┌──
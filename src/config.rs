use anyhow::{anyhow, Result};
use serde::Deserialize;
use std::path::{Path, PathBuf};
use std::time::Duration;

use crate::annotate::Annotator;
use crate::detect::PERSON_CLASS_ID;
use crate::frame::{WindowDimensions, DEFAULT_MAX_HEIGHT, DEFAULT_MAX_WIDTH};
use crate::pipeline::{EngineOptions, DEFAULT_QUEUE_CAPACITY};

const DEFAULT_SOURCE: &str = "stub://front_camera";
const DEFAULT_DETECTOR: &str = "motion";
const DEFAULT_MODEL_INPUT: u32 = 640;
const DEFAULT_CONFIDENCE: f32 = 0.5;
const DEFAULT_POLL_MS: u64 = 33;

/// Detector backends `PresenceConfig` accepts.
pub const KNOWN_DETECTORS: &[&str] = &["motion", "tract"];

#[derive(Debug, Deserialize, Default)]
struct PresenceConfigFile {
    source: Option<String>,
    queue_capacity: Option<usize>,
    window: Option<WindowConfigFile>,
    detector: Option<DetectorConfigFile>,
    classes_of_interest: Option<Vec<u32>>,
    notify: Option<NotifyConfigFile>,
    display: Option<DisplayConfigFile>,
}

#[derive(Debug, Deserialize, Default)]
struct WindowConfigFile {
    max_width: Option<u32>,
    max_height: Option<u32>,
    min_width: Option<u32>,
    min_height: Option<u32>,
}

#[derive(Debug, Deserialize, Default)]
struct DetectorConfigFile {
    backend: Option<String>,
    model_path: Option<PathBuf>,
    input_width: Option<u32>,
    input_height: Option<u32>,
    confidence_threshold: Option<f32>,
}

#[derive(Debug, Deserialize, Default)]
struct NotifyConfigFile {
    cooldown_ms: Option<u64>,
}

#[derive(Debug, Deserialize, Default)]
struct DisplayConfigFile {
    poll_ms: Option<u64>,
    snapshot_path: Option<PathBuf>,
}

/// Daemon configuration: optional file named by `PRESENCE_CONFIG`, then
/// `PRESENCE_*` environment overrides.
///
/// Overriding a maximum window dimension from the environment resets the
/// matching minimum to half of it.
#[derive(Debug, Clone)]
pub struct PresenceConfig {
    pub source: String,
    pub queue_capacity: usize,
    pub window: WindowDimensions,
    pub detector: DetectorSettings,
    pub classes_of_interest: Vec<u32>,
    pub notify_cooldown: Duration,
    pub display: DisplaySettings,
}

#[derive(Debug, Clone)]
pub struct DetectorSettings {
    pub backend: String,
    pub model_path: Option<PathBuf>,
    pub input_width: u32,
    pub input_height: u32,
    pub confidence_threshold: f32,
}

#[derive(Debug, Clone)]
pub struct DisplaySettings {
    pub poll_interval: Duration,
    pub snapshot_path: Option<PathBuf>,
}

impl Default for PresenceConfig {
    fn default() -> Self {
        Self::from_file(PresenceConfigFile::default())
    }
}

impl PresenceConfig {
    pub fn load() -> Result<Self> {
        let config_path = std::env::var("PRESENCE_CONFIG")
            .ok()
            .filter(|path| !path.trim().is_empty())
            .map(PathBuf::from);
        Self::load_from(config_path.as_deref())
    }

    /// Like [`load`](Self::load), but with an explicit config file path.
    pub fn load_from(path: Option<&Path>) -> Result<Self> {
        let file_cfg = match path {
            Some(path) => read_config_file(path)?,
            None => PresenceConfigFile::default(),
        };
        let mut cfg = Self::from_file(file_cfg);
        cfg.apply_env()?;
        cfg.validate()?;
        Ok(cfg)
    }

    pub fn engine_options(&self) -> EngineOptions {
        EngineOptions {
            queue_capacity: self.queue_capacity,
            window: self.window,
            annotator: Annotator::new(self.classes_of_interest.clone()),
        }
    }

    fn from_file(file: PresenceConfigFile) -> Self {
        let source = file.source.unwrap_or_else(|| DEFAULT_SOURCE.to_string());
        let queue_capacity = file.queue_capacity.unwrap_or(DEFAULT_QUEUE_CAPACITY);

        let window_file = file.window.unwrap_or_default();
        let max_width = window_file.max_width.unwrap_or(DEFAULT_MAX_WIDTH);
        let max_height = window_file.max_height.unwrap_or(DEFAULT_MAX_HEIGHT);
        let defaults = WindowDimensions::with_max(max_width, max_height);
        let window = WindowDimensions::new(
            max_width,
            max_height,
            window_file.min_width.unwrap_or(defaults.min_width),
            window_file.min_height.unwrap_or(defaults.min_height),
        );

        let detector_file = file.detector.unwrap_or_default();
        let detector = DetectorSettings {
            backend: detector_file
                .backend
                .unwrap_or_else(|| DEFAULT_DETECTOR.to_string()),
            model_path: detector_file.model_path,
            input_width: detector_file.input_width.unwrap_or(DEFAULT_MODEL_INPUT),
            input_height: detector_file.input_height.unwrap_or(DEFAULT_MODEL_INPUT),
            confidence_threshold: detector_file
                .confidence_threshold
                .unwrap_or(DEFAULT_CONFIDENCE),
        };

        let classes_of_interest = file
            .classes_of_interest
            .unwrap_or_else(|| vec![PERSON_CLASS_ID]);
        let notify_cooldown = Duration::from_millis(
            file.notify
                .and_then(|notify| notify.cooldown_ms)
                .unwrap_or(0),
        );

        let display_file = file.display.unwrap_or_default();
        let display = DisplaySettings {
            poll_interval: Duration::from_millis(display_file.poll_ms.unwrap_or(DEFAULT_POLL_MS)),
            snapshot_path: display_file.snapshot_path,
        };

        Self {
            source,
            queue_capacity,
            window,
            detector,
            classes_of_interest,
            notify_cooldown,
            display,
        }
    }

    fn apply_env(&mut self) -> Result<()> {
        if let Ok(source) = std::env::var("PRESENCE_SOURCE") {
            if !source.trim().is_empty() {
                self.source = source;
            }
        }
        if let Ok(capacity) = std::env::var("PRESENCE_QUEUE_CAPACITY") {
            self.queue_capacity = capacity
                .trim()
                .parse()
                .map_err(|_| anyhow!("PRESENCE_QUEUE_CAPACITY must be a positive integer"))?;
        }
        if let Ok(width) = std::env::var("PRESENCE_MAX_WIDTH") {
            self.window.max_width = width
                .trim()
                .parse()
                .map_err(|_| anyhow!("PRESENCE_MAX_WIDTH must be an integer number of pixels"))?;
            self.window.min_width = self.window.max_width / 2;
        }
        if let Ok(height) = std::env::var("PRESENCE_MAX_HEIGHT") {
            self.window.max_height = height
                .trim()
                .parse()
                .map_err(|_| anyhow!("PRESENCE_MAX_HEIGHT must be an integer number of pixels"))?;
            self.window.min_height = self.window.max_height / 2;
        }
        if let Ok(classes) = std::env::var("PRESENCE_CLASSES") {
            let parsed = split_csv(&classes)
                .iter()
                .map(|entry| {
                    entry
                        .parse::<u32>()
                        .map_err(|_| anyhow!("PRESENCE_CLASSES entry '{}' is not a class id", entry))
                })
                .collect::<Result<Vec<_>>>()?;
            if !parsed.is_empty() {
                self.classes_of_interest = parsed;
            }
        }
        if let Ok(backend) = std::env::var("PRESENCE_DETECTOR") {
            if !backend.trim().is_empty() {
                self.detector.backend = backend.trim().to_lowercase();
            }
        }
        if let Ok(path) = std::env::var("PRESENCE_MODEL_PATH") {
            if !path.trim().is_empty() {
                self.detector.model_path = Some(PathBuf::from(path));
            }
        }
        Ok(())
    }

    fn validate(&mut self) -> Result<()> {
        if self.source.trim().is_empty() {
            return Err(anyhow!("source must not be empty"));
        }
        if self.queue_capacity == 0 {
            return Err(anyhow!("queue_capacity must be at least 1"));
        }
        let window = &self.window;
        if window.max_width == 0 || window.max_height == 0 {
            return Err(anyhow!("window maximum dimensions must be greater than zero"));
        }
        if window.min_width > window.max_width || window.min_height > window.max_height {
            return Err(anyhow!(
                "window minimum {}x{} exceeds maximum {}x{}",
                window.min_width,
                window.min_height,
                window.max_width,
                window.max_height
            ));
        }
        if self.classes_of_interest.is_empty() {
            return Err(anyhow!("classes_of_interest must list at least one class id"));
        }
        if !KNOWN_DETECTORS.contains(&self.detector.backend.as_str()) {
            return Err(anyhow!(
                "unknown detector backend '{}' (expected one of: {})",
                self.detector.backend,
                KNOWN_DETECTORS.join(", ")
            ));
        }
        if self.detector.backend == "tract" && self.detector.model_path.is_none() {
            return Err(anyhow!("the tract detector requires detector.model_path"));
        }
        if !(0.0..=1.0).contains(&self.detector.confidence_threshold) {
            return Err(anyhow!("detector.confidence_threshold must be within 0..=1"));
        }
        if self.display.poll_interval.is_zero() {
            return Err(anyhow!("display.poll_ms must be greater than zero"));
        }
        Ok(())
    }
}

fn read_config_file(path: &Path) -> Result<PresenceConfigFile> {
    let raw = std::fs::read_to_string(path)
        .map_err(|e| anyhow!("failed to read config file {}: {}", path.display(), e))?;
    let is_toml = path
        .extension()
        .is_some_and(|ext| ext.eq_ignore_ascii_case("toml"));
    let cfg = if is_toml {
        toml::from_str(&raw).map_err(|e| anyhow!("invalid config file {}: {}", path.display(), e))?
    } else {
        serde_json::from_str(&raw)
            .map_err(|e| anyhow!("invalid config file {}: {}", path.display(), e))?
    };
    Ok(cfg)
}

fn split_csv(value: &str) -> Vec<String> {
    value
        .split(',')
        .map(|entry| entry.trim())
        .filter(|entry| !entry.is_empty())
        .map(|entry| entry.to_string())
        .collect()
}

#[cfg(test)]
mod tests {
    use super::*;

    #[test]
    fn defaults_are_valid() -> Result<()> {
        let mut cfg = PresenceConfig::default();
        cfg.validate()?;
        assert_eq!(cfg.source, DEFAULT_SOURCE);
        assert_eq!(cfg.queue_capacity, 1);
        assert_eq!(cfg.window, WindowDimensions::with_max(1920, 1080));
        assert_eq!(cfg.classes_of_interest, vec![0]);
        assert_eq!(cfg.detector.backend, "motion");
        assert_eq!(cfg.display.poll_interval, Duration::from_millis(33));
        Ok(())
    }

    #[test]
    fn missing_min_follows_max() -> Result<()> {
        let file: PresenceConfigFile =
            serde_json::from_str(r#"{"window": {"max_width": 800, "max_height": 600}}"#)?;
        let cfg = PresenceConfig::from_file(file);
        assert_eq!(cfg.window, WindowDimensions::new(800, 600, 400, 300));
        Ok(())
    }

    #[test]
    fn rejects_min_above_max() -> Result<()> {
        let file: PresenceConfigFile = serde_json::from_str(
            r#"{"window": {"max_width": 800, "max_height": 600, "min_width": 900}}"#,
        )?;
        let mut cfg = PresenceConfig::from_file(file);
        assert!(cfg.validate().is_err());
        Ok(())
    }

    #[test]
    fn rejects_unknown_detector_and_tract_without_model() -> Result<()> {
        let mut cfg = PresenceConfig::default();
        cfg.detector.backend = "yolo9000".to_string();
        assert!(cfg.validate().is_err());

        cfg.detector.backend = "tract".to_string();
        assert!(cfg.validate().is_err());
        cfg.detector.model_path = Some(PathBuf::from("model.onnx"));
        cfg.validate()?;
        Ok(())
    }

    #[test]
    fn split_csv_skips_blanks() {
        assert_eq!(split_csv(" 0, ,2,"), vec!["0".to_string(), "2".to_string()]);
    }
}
└──
Task goal
Could you restate word for word the lines above from the one containing "maximum dimensions must" through the one containing "let cfg = if", both included, and nothing else?

Task solution
            return Err(anyhow!("window maximum dimensions must be greater than zero"));
        }
        if window.min_width > window.max_width || window.min_height > window.max_height {
            return Err(anyhow!(
                "window minimum {}x{} exceeds maximum {}x{}",
                window.min_width,
                window.min_height,
                window.max_width,
                window.max_height
            ));
        }
        if self.classes_of_interest.is_empty() {
            return Err(anyhow!("classes_of_interest must list at least one class id"));
        }
        if !KNOWN_DETECTORS.contains(&self.detector.backend.as_str()) {
            return Err(anyhow!(
                "unknown detector backend '{}' (expected one of: {})",
                self.detector.backend,
                KNOWN_DETECTORS.join(", ")
            ));
        }
        if self.detector.backend == "tract" && self.detector.model_path.is_none() {
            return Err(anyhow!("the tract detector requires detector.model_path"));
        }
        if !(0.0..=1.0).contains(&self.detector.confidence_threshold) {
            return Err(anyhow!("detector.confidence_threshold must be within 0..=1"));
        }
        if self.display.poll_interval.is_zero() {
            return Err(anyhow!("display.poll_ms must be greater than zero"));
        }
        Ok(())
    }
}

fn read_config_file(path: &Path) -> Result<PresenceConfigFile> {
    let raw = std::fs::read_to_string(path)
        .map_err(|e| anyhow!("failed to read config file {}: {}", path.display(), e))?;
    let is_toml = path
        .extension()
        .is_some_and(|ext| ext.eq_ignore_ascii_case("toml"));
    let cfg = if is_toml {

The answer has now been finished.